Отрывок из воспоминаний Зинаиды Сергеевны Васильевой (в постриге монахиня Анна, 1910-2002) о её сестре Екатерине — монахине Михее (1906-1977) публикуется впервые по авторизованной машинописи с рукописной правкой из семейного архива. Материал подготовил С. В. Чертков.
———————
Родители наши были верующими людьми 1. Отец наш всегда жил духовной жизнью. Очень любил Церковь. Часто ходил в церковь, посещал архиерейские службы, был в курсе всех церковных событий того времени. У него долгое время сохранялась коллекция фотографий всех архиереев и других служителей Церкви. Нам — своим детям — он тоже стремился передать веру в Бога и любовь к Церкви. Большая благодарность ему за это…
Житейским он мало интересовался, а всегда поднимал вопросы философского характера: о смысле жизни, о познании Бога, о назначении человека, о вечной жизни. У него была собрана большая библиотека, среди которой было много книг духовного содержания, он очень много читал и привлекал нас к этому…
Мама наша, в противоположность ему, была тихой и кроткой, но слова её всегда действовали на наши души. Например: наступает Великий Пост, надо идти исповедоваться к приходскому священнику в церковь ‘Никиты мученика’, которая была нашим приходом. Бывало, скажешь: ‘Мама, я не хочу идти исповедоваться’, а она только ответит: ‘Ну, как хочешь’. И после этих слов непременно соберёшься и идёшь исповедоваться.

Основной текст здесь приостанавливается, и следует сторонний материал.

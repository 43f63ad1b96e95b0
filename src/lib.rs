//! Phased HTTP load-generation engine.
//!
//! Turns a validated test plan (phases, scenarios, request steps) into
//! rate-paced concurrent HTTP traffic against one target, or against two
//! deployments of the same service in duet mode, and reduces the recorded
//! latencies to a percentile report.
//!
//! Plan parsing/validation, result publishing, and statistical
//! significance testing over the duet sample series are owned by the
//! caller; this crate only drives the traffic and accumulates the
//! numbers.

pub mod client;
pub mod error;
pub mod executor;
pub mod models;
pub mod report;

pub use client::RequestError;
pub use error::ConfigError;
pub use executor::{run_load_test, run_load_test_as};
pub use models::plan::{
    DuetTargets, ExecutionMode, ParamValue, Phase, RequestStep, Scenario, StepBody, Target,
    TestConfig,
};
pub use models::stats::{latency_change, DuetSamples, LoadTestStats, RequestStats, SampleUnit};
pub use report::{percentile, LoadTestReport};
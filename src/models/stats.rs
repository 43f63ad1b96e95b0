use serde::Serialize;
use std::collections::HashMap;

/// What one entry of `response_times` means: absolute latency in a single
/// run, relative latency change in a duet run.
#[derive(Debug, Clone, Copy, PartialEq, Eq, Serialize)]
pub enum SampleUnit {
    #[serde(rename = "ms")]
    Millis,
    #[serde(rename = "%")]
    Percent,
}

impl SampleUnit {
    pub fn as_str(&self) -> &'static str {
        match self {
            SampleUnit::Millis => "ms",
            SampleUnit::Percent => "%",
        }
    }
}

/// Raw per-target latency series recorded in duet mode, handed to external
/// significance testing.
#[derive(Debug, Default, Clone, Serialize)]
#[serde(rename_all = "camelCase")]
pub struct DuetSamples {
    pub old_samples: Vec<f64>,
    pub latest_samples: Vec<f64>,
}

/// Accumulated outcomes for one request name (or the whole run).
///
/// `response_times` only holds entries for steps that produced a
/// measurement; failed transports leave `failed` incremented with no
/// sample, so `response_times.len()` can be less than `count`.
#[derive(Debug, Default, Clone, Serialize)]
#[serde(rename_all = "camelCase")]
pub struct RequestStats {
    pub count: u64,
    pub failed: u64,
    pub response_times: Vec<f64>,
    #[serde(skip_serializing_if = "Option::is_none")]
    pub duet: Option<DuetSamples>,
}

/// The single shared aggregate for a run: one `overall` bucket plus one
/// bucket per request name, created lazily and never removed.
#[derive(Debug, Clone, Serialize)]
#[serde(rename_all = "camelCase")]
pub struct LoadTestStats {
    pub unit: SampleUnit,
    pub overall: RequestStats,
    pub per_request: HashMap<String, RequestStats>,
}

/// Relative latency change of `latest` against `old`, in percent.
/// 100ms -> 150ms yields exactly 50.0.
pub fn latency_change(old_ms: f64, latest_ms: f64) -> f64 {
    latest_ms / old_ms * 100.0 - 100.0
}

impl LoadTestStats {
    pub fn new(unit: SampleUnit) -> Self {
        let overall = RequestStats {
            duet: (unit == SampleUnit::Percent).then(DuetSamples::default),
            ..Default::default()
        };
        Self {
            unit,
            overall,
            per_request: HashMap::new(),
        }
    }

    fn entry(&mut self, name: &str) -> &mut RequestStats {
        let duet_run = self.unit == SampleUnit::Percent;
        self.per_request
            .entry(name.to_string())
            .or_insert_with(|| RequestStats {
                duet: duet_run.then(DuetSamples::default),
                ..Default::default()
            })
    }

    /// Count one attempted step on both aggregates, creating the
    /// per-request bucket on first use.
    pub fn begin_step(&mut self, name: &str) {
        self.overall.count += 1;
        self.entry(name).count += 1;
    }

    /// Record a measured latency (or, in duet mode, a percentage delta).
    pub fn record_sample(&mut self, name: &str, value: f64) {
        self.overall.response_times.push(value);
        self.entry(name).response_times.push(value);
    }

    /// Count a failed step; no sample is recorded for it.
    pub fn record_failure(&mut self, name: &str) {
        self.overall.failed += 1;
        self.entry(name).failed += 1;
    }

    /// Record a dual-success duet step: the relative delta as the sample,
    /// plus the raw pair on both duet series.
    pub fn record_duet(&mut self, name: &str, old_ms: f64, latest_ms: f64) {
        self.record_sample(name, latency_change(old_ms, latest_ms));
        if let Some(duet) = self.overall.duet.as_mut() {
            duet.old_samples.push(old_ms);
            duet.latest_samples.push(latest_ms);
        }
        if let Some(duet) = self.entry(name).duet.as_mut() {
            duet.old_samples.push(old_ms);
            duet.latest_samples.push(latest_ms);
        }
    }
}
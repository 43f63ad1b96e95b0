use hyper::header::CONTENT_TYPE;
use hyper::{Body as HyperBody, Client, Method, Request, StatusCode, Uri};
use hyper_tls::HttpsConnector;
use std::collections::HashMap;
use std::time::Duration;
use thiserror::Error;
use url::Url;

use crate::models::plan::{StepBody, Target};

pub type HttpsClient = Client<HttpsConnector<hyper::client::HttpConnector>>;

pub fn build_client() -> HttpsClient {
    let https = HttpsConnector::new();
    Client::builder().build::<_, HyperBody>(https)
}

/// Why a single dispatch produced no usable response. Absorbed into the
/// `failed` counters by the executors, never propagated to the caller.
#[derive(Debug, Error)]
pub enum RequestError {
    #[error("invalid url: {0}")]
    InvalidUrl(String),

    #[error("invalid method: {0}")]
    InvalidMethod(String),

    #[error("invalid request: {0}")]
    Build(#[from] hyper::http::Error),

    #[error("invalid json body: {0}")]
    Body(#[from] serde_json::Error),

    #[error(transparent)]
    Network(#[from] hyper::Error),

    #[error("request timed out")]
    TimedOut,
}

/// Join a step path onto a target base URL, stripping duplicate trailing
/// slashes from the base.
pub(crate) fn join_url(base: &str, path: &str) -> String {
    format!("{}{}", base.trim_end_matches('/'), path)
}

/// Absolute URL for a step against this target, with the target's default
/// query parameters appended when any exist.
pub(crate) fn target_url(target: &Target, path: &str) -> Result<String, RequestError> {
    let joined = join_url(&target.url, path);
    match &target.default_query_params {
        Some(params) if !params.is_empty() => {
            let mut url =
                Url::parse(&joined).map_err(|e| RequestError::InvalidUrl(e.to_string()))?;
            {
                let mut pairs = url.query_pairs_mut();
                for (key, value) in params {
                    pairs.append_pair(key, &value.to_string());
                }
            }
            Ok(url.as_str().to_string())
        }
        _ => Ok(joined),
    }
}

/// Target default headers overridden by step-specific headers.
pub(crate) fn merge_headers(
    defaults: Option<&HashMap<String, String>>,
    step: Option<&HashMap<String, String>>,
) -> HashMap<String, String> {
    let mut merged = defaults.cloned().unwrap_or_default();
    if let Some(step) = step {
        for (key, value) in step {
            merged.insert(key.clone(), value.clone());
        }
    }
    merged
}

/// Issue one request and return its status. The caller times the call;
/// this function only assembles and dispatches it.
pub async fn send_request(
    client: &HttpsClient,
    method: &str,
    url: &str,
    headers: &HashMap<String, String>,
    body: Option<&StepBody>,
) -> Result<StatusCode, RequestError> {
    let uri: Uri = url
        .parse()
        .map_err(|_| RequestError::InvalidUrl(url.to_string()))?;
    let method = Method::from_bytes(method.as_bytes())
        .map_err(|_| RequestError::InvalidMethod(method.to_string()))?;

    let mut builder = Request::builder().method(method).uri(uri);

    let payload = match body {
        Some(StepBody::Json(json)) => {
            builder = builder.header(CONTENT_TYPE, "application/json");
            HyperBody::from(serde_json::to_string(json)?)
        }
        Some(StepBody::Raw(raw)) => HyperBody::from(raw.clone()),
        None => HyperBody::empty(),
    };

    for (key, value) in headers {
        builder = builder.header(key.as_str(), value.as_str());
    }

    let request = builder.body(payload)?;
    let response = client.request(request).await?;
    Ok(response.status())
}

/// `send_request` under the plan's global per-request timeout, if any.
/// Expiry aborts the in-flight request and surfaces as `TimedOut`.
pub async fn send_with_timeout(
    client: &HttpsClient,
    method: &str,
    url: &str,
    headers: &HashMap<String, String>,
    body: Option<&StepBody>,
    timeout: Option<Duration>,
) -> Result<StatusCode, RequestError> {
    match timeout {
        Some(limit) => {
            tokio::time::timeout(limit, send_request(client, method, url, headers, body))
                .await
                .map_err(|_| RequestError::TimedOut)?
        }
        None => send_request(client, method, url, headers, body).await,
    }
}

/// 2xx and 3xx responses count as delivered; everything else is a failed
/// step.
pub(crate) fn is_success_class(status: StatusCode) -> bool {
    status.is_success() || status.is_redirection()
}
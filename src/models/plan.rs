use serde::{Deserialize, Serialize};
use std::collections::HashMap;
use std::fmt;

use crate::error::ConfigError;

/// One deployment under test: a base URL plus defaults layered under every
/// request sent to it.
#[derive(Debug, Deserialize, Serialize, Clone)]
pub struct Target {
    pub url: String,

    #[serde(default)]
    pub default_headers: Option<HashMap<String, String>>,

    #[serde(default)]
    pub default_query_params: Option<HashMap<String, ParamValue>>,
}

/// The two deployments compared in duet mode.
#[derive(Debug, Deserialize, Serialize, Clone)]
pub struct DuetTargets {
    pub old: Target,
    pub latest: Target,
}

/// A query parameter value, either a string or a number on the wire.
#[derive(Debug, Deserialize, Serialize, Clone)]
#[serde(untagged)]
pub enum ParamValue {
    Text(String),
    Number(f64),
}

impl fmt::Display for ParamValue {
    fn fmt(&self, f: &mut fmt::Formatter<'_>) -> fmt::Result {
        match self {
            ParamValue::Text(s) => f.write_str(s),
            ParamValue::Number(n) => write!(f, "{}", n),
        }
    }
}

/// A single HTTP step within a scenario. `url` is a path suffix joined to
/// the active target's base URL.
#[derive(Debug, Deserialize, Serialize, Clone)]
pub struct RequestStep {
    #[serde(default)]
    pub name: Option<String>,

    #[serde(default = "default_method")]
    pub method: String,

    pub url: String,

    #[serde(default)]
    pub headers: Option<HashMap<String, String>>,

    #[serde(default)]
    pub body: Option<StepBody>,

    /// Pause after this step, in milliseconds; local to the scenario
    /// instance.
    #[serde(default, rename = "thinkTime")]
    pub think_time: Option<u64>,
}

fn default_method() -> String {
    "GET".to_string()
}

impl RequestStep {
    /// Key under which this step's samples accumulate: the explicit name
    /// if given, otherwise the path.
    pub fn metric_name(&self) -> &str {
        self.name.as_deref().unwrap_or(&self.url)
    }
}

#[derive(Debug, Deserialize, Serialize, Clone)]
#[serde(tag = "type", content = "content", rename_all = "lowercase")]
pub enum StepBody {
    Json(serde_json::Value),
    Raw(String),
}

/// A named, ordered user flow. Steps run top to bottom, never reordered.
#[derive(Debug, Deserialize, Serialize, Clone)]
pub struct Scenario {
    pub name: String,
    pub requests: Vec<RequestStep>,
}

/// A fixed-duration segment of the test with its own arrival rate and
/// optional concurrency ceiling.
#[derive(Debug, Deserialize, Serialize, Clone)]
pub struct Phase {
    /// Phase duration in seconds.
    pub duration: f64,

    /// Target scenario launches per second.
    pub arrival_rate: f64,

    /// Cap on scenario instances with unfinished steps; unbounded if
    /// absent.
    #[serde(default)]
    pub concurrency: Option<usize>,

    /// Drain all in-flight scenarios after every launch, running them one
    /// at a time regardless of `concurrency`. Off by default; exists to
    /// reproduce the stricter serialized pacing some older harnesses used.
    #[serde(default)]
    pub serialize_arrivals: bool,
}

/// Whether the run drives one target or compares two.
#[derive(Debug, Clone, Copy, PartialEq, Eq)]
pub enum ExecutionMode {
    Single,
    Duet,
}

/// A validated test plan. Exactly one of `target`/`targets` must be set;
/// which one selects single vs. duet execution.
#[derive(Debug, Deserialize, Serialize, Clone)]
pub struct TestConfig {
    #[serde(default)]
    pub target: Option<Target>,

    #[serde(default)]
    pub targets: Option<DuetTargets>,

    /// Per-request timeout in milliseconds; an expired request is aborted
    /// and counted as failed.
    #[serde(default)]
    pub timeout: Option<u64>,

    pub phases: Vec<Phase>,

    pub scenarios: Vec<Scenario>,
}

impl TestConfig {
    /// Derive the execution mode from which target field the plan
    /// populated.
    pub fn execution_mode(&self) -> Result<ExecutionMode, ConfigError> {
        match (&self.target, &self.targets) {
            (Some(_), None) => Ok(ExecutionMode::Single),
            (None, Some(_)) => Ok(ExecutionMode::Duet),
            (Some(_), Some(_)) => Err(ConfigError::AmbiguousMode),
            (None, None) => Err(ConfigError::NoTargets),
        }
    }
}
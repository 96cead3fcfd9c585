//! Output registry
//!
//! Tracks the compositor's outputs. An announced output is bound right away
//! but only becomes visible once its first metadata burst has arrived, so
//! callers never see a half-described output.

use std::collections::{BTreeMap, HashMap};

use serde::{Deserialize, Serialize};
use tracing::debug;

use crate::protocol::OutputInfo;
use crate::types::{Point, Size};

/// Physical kind of an output, derived from its connector name
#[derive(Debug, Clone, Copy, PartialEq, Eq, Hash, Serialize, Deserialize)]
#[serde(rename_all = "lowercase")]
pub enum OutputType {
    /// Built-in panel
    Laptop,
    /// External monitor (also the fallback)
    Monitor,
    Television,
}

impl std::fmt::Display for OutputType {
    fn fmt(&self, f: &mut std::fmt::Formatter<'_>) -> std::fmt::Result {
        match self {
            OutputType::Laptop => write!(f, "Laptop"),
            OutputType::Monitor => write!(f, "Monitor"),
            OutputType::Television => write!(f, "Television"),
        }
    }
}

/// Connector prefixes of built-in panels, matched case-insensitively
const EMBEDDED_PREFIXES: [&str; 4] = ["LVDS", "IDP", "EDP", "LCD"];

/// Classify a connector name.
///
/// Panel prefixes are checked before the generic monitor patterns; the
/// order matters ("eDP" must not fall through to the "DP" rule).
pub fn classify_connector(connector: &str) -> OutputType {
    let upper = connector.to_ascii_uppercase();
    if EMBEDDED_PREFIXES.iter().any(|p| upper.starts_with(p)) {
        return OutputType::Laptop;
    }

    if connector.contains("VGA")
        || connector.contains("DVI")
        || connector.contains("HDMI")
        || connector.contains("Panel")
        || connector.contains("DisplayPort")
        || connector.starts_with("DP")
        || connector.contains("unknown")
    {
        OutputType::Monitor
    } else if connector.contains("TV") {
        OutputType::Television
    } else {
        OutputType::Monitor
    }
}

/// A fully described output
#[derive(Debug, Clone, PartialEq, Eq, Serialize, Deserialize)]
pub struct Output {
    /// Registry name of the `wl_output` global
    pub name: u32,
    /// Version the global was bound at
    pub version: u32,
    pub connector: String,
    pub output_type: OutputType,
    pub manufacturer: String,
    pub model: String,
    pub pixel_size: Size,
    pub global_position: Point,
}

impl Output {
    fn from_info(info: OutputInfo, version: u32) -> Self {
        Self {
            name: info.name,
            version,
            output_type: classify_connector(&info.connector),
            connector: info.connector,
            manufacturer: info.manufacturer,
            model: info.model,
            pixel_size: info.pixel_size,
            global_position: info.global_position,
        }
    }
}

impl std::fmt::Display for Output {
    fn fmt(&self, f: &mut std::fmt::Formatter<'_>) -> std::fmt::Result {
        write!(
            f,
            "{} {} {} ({} @ {})",
            self.connector, self.manufacturer, self.model, self.pixel_size, self.global_position
        )
    }
}

/// Live set of outputs
#[derive(Debug, Default)]
pub struct OutputRegistry {
    /// Every bound output, name -> bound version
    bound: HashMap<u32, u32>,
    /// Outputs that have described themselves at least once
    outputs: BTreeMap<u32, Output>,
}

impl OutputRegistry {
    pub fn new() -> Self {
        Self::default()
    }

    /// Record a freshly bound output; it stays hidden until described
    pub fn announce(&mut self, name: u32, version: u32) {
        self.bound.insert(name, version);
    }

    /// Build or refresh an output from its metadata.
    ///
    /// Metadata for an output that is not bound (never announced, or
    /// already removed) is dropped.
    pub fn on_changed(&mut self, info: OutputInfo) -> Option<&Output> {
        let Some(&version) = self.bound.get(&info.name) else {
            debug!(name = info.name, "Ignoring metadata for unbound output");
            return None;
        };

        let output = Output::from_info(info, version);
        debug!("Adding output:");
        debug!("    manufacturer: {}", output.manufacturer);
        debug!("    model: {}", output.model);
        debug!("    resolution: {}", output.pixel_size);

        let name = output.name;
        self.outputs.insert(name, output);
        self.outputs.get(&name)
    }

    /// Forget an output; returns whether it was bound
    pub fn remove(&mut self, name: u32) -> bool {
        let was_bound = self.bound.remove(&name).is_some();
        if let Some(output) = self.outputs.remove(&name) {
            debug!("Removing output:");
            debug!("    manufacturer: {}", output.manufacturer);
            debug!("    model: {}", output.model);
        }
        was_bound
    }

    pub fn get(&self, name: u32) -> Option<&Output> {
        self.outputs.get(&name)
    }

    pub fn is_bound(&self, name: u32) -> bool {
        self.bound.contains_key(&name)
    }

    /// True once every bound output has described itself
    pub fn is_settled(&self) -> bool {
        self.bound.keys().all(|name| self.outputs.contains_key(name))
    }

    /// Snapshot of the visible outputs, ordered by registry name
    pub fn screens(&self) -> BTreeMap<u32, Output> {
        self.outputs.clone()
    }

    pub fn clear(&mut self) {
        self.bound.clear();
        self.outputs.clear();
    }
}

…Катя росла серьёзной девочкой, учась в школе, она не находила себе удовлетворения, часто мучилась тем, что не находила там того, чего искала её душа. Ещё тогда её занимали вопросы о смысле жизни, о Боге, о втором пришествии Спасителя. Иногда, приходя домой, она даже плакала и делилась с мамой своими переживаниями… Уже после их смерти мы нашли среди бумаг расписку ещё девочки Кати, в которой было написано, что она никогда не пойдёт замуж, а будет всегда с мамой.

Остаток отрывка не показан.